*HOW TO COMPLETE THIS TASK*: Reproduce word for word the line that contains "matmul(dst, Accum::Add, lhs, rhs, 1.0, Par::Seq);" and every line after it to the end of the records, with nothing else added.

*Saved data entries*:
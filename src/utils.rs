use faer::{Accum, Mat, MatMut, MatRef, Par, linalg::matmul::matmul};

use crate::{NnError, Result};

pub(crate) fn shape(m: MatRef<'_, f64>) -> (usize, usize) {
    (m.nrows(), m.ncols())
}

#[track_caller]
pub(crate) fn check_rows(layer: &'static str, m: MatRef<'_, f64>, rows: usize) -> Result<()> {
    if m.nrows() != rows {
        return Err(NnError::ShapeMismatch {
            layer,
            expected: (rows, m.ncols()),
            found: shape(m),
        });
    }
    Ok(())
}

#[track_caller]
pub(crate) fn check_shape(
    layer: &'static str,
    m: MatRef<'_, f64>,
    expected: (usize, usize),
) -> Result<()> {
    if shape(m) != expected {
        return Err(NnError::ShapeMismatch {
            layer,
            expected,
            found: shape(m),
        });
    }
    Ok(())
}

#[track_caller]
pub(crate) fn check_len(layer: &'static str, slice: &[f64], len: usize) -> Result<()> {
    if slice.len() != len {
        return Err(NnError::ShapeMismatch {
            layer,
            expected: (len, 1),
            found: (slice.len(), 1),
        });
    }
    Ok(())
}

/// Column-major view of a parameter slot.
pub(crate) fn mat_view(slice: &[f64], nrows: usize, ncols: usize) -> MatRef<'_, f64> {
    MatRef::from_column_major_slice(slice, nrows, ncols)
}

/// Column-major mutable view of a parameter slot.
pub(crate) fn mat_view_mut(slice: &mut [f64], nrows: usize, ncols: usize) -> MatMut<'_, f64> {
    MatMut::from_column_major_slice_mut(slice, nrows, ncols)
}

pub(crate) fn map(m: MatRef<'_, f64>, mut f: impl FnMut(f64) -> f64) -> Mat<f64> {
    Mat::from_fn(m.nrows(), m.ncols(), |i, j| f(m[(i, j)]))
}

/// Elementwise combination. `a` and `b` must have the same shape.
pub(crate) fn zip_map(
    a: MatRef<'_, f64>,
    b: MatRef<'_, f64>,
    mut f: impl FnMut(f64, f64) -> f64,
) -> Mat<f64> {
    debug_assert_eq!(shape(a), shape(b));
    Mat::from_fn(a.nrows(), a.ncols(), |i, j| f(a[(i, j)], b[(i, j)]))
}

/// `lhs * rhs`
pub(crate) fn mul(lhs: MatRef<'_, f64>, rhs: MatRef<'_, f64>) -> Mat<f64> {
    let mut out = Mat::zeros(lhs.nrows(), rhs.ncols());
    matmul(out.as_mut(), Accum::Replace, lhs, rhs, 1.0, Par::Seq);
    out
}

/// `dst += lhs * rhs`
pub(crate) fn mul_add(dst: MatMut<'_, f64>, lhs: MatRef<'_, f64>, rhs: MatRef<'_, f64>) {
    matmul(dst, Accum::Add, lhs, rhs, 1.0, Par::Seq);
}

/// Sum of every row across the batch, accumulated into `out`.
pub(crate) fn add_row_sums(out: &mut [f64], m: MatRef<'_, f64>) {
    let ones = Mat::from_fn(m.ncols(), 1, |_, _| 1.0);
    let nrows = m.nrows();
    mul_add(mat_view_mut(out, nrows, 1), m, ones.as_ref());
}

/// Copies `src` into rows `row_start..` of `dst`.
pub(crate) fn copy_rows_into(dst: &mut Mat<f64>, row_start: usize, src: MatRef<'_, f64>) {
    for j in 0..src.ncols() {
        for i in 0..src.nrows() {
            dst[(row_start + i, j)] = src[(i, j)];
        }
    }
}

pub(crate) fn rows_of(m: MatRef<'_, f64>, row_start: usize, nrows: usize) -> Mat<f64> {
    Mat::from_fn(nrows, m.ncols(), |i, j| m[(row_start + i, j)])
}

/// Owned copy of columns `col_start..col_start + ncols`.
pub(crate) fn cols_of(m: MatRef<'_, f64>, col_start: usize, ncols: usize) -> Mat<f64> {
    Mat::from_fn(m.nrows(), ncols, |i, j| m[(i, col_start + j)])
}

#[cfg(test)]
mod tests {
    use faer::mat;

    use super::*;

    #[test]
    fn row_sums_accumulate() {
        let mut out = [1.0, -1.0];
        add_row_sums(&mut out, mat![[1.0, 2.0, 3.0], [0.5, 0.5, 0.5]].as_ref());
        assert_eq!(out, [7.0, 0.5]);
    }
}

*ANSWER FOR THIS EXERCISE*:
    matmul(dst, Accum::Add, lhs, rhs, 1.0, Par::Seq);
}

/// Sum of every row across the batch, accumulated into `out`.
pub(crate) fn add_row_sums(out: &mut [f64], m: MatRef<'_, f64>) {
    let ones = Mat::from_fn(m.ncols(), 1, |_, _| 1.0);
    let nrows = m.nrows();
    mul_add(mat_view_mut(out, nrows, 1), m, ones.as_ref());
}

/// Copies `src` into rows `row_start..` of `dst`.
pub(crate) fn copy_rows_into(dst: &mut Mat<f64>, row_start: usize, src: MatRef<'_, f64>) {
    for j in 0..src.ncols() {
        for i in 0..src.nrows() {
            dst[(row_start + i, j)] = src[(i, j)];
        }
    }
}

pub(crate) fn rows_of(m: MatRef<'_, f64>, row_start: usize, nrows: usize) -> Mat<f64> {
    Mat::from_fn(nrows, m.ncols(), |i, j| m[(row_start + i, j)])
}

/// Owned copy of columns `col_start..col_start + ncols`.
pub(crate) fn cols_of(m: MatRef<'_, f64>, col_start: usize, ncols: usize) -> Mat<f64> {
    Mat::from_fn(m.nrows(), ncols, |i, j| m[(i, col_start + j)])
}

#[cfg(test)]
mod tests {
    use faer::mat;

    use super::*;

    #[test]
    fn row_sums_accumulate() {
        let mut out = [1.0, -1.0];
        add_row_sums(&mut out, mat![[1.0, 2.0, 3.0], [0.5, 0.5, 0.5]].as_ref());
        assert_eq!(out, [7.0, 0.5]);
    }
}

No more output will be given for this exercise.